Required action
Scan the data below and report how many lines include the word "remainder". Nothing else is wanted.

Data for analysis
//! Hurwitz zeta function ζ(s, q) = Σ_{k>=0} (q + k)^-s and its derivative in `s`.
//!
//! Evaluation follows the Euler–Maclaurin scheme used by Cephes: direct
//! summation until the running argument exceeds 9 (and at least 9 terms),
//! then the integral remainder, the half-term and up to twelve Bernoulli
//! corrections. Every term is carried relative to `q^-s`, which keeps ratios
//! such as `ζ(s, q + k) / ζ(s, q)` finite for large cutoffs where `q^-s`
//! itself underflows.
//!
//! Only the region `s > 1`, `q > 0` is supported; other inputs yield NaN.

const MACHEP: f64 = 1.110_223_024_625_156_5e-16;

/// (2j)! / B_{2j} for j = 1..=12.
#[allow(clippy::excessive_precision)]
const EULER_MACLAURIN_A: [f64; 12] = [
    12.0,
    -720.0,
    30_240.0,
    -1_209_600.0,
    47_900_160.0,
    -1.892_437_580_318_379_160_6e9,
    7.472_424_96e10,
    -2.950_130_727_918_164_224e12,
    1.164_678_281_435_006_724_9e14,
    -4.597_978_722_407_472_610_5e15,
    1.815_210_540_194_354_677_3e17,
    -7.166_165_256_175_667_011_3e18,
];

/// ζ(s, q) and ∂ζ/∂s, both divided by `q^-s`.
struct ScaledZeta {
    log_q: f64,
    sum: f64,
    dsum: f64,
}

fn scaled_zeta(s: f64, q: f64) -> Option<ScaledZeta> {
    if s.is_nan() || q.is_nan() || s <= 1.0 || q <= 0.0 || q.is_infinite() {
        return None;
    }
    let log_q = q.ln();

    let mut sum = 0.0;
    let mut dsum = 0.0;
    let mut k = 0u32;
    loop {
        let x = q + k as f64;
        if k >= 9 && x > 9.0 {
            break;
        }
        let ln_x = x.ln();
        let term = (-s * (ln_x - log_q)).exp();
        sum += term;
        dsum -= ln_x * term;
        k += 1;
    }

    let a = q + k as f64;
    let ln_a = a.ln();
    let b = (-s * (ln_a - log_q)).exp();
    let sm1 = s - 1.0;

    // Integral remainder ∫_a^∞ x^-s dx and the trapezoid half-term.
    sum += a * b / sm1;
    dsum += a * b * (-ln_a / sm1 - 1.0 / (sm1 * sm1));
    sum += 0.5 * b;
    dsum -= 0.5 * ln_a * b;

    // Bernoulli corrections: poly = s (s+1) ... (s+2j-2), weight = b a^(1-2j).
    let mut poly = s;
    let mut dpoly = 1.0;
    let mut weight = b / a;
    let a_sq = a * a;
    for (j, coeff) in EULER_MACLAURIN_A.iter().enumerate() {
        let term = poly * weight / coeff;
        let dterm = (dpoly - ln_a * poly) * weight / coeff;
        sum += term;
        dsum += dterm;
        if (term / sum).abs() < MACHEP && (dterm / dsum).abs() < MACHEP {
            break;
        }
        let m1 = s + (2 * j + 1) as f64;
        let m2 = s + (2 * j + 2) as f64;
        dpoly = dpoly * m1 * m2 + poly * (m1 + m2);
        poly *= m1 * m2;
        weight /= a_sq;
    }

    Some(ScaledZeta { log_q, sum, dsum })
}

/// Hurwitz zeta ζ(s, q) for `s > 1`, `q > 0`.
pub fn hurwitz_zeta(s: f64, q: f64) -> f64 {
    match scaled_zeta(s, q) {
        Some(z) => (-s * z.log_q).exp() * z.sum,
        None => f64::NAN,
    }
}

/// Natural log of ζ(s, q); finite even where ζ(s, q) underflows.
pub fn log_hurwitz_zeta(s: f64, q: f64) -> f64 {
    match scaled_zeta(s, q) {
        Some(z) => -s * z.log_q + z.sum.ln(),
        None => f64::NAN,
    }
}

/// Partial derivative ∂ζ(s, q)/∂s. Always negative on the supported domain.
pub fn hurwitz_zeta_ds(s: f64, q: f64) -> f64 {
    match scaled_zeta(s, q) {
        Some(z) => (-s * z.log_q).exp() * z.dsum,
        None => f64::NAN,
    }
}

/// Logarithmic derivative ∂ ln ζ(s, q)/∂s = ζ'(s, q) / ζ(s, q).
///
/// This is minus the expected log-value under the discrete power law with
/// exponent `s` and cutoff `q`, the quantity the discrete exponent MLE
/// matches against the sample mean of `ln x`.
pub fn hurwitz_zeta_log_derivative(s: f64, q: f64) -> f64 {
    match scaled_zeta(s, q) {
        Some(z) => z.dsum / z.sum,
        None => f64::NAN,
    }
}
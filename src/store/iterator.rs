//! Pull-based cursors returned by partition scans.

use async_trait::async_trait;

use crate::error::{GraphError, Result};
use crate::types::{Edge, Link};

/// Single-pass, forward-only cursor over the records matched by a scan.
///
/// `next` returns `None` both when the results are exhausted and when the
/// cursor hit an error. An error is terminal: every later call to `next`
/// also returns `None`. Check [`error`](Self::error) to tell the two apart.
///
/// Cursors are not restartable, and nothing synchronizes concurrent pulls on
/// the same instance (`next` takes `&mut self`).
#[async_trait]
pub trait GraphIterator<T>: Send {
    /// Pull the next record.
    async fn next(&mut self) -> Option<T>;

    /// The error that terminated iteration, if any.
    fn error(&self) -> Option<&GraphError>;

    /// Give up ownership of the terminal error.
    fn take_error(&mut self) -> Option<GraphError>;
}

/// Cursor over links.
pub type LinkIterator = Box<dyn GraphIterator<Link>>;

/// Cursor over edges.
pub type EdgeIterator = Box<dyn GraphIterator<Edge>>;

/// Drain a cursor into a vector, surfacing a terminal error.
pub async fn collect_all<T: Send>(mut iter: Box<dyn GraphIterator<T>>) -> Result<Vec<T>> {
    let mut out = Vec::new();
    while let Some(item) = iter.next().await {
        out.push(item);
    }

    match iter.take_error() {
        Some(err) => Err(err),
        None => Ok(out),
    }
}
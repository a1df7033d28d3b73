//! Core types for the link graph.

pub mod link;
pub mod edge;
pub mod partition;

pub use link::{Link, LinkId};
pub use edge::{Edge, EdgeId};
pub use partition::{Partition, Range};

Answer to the exercise
2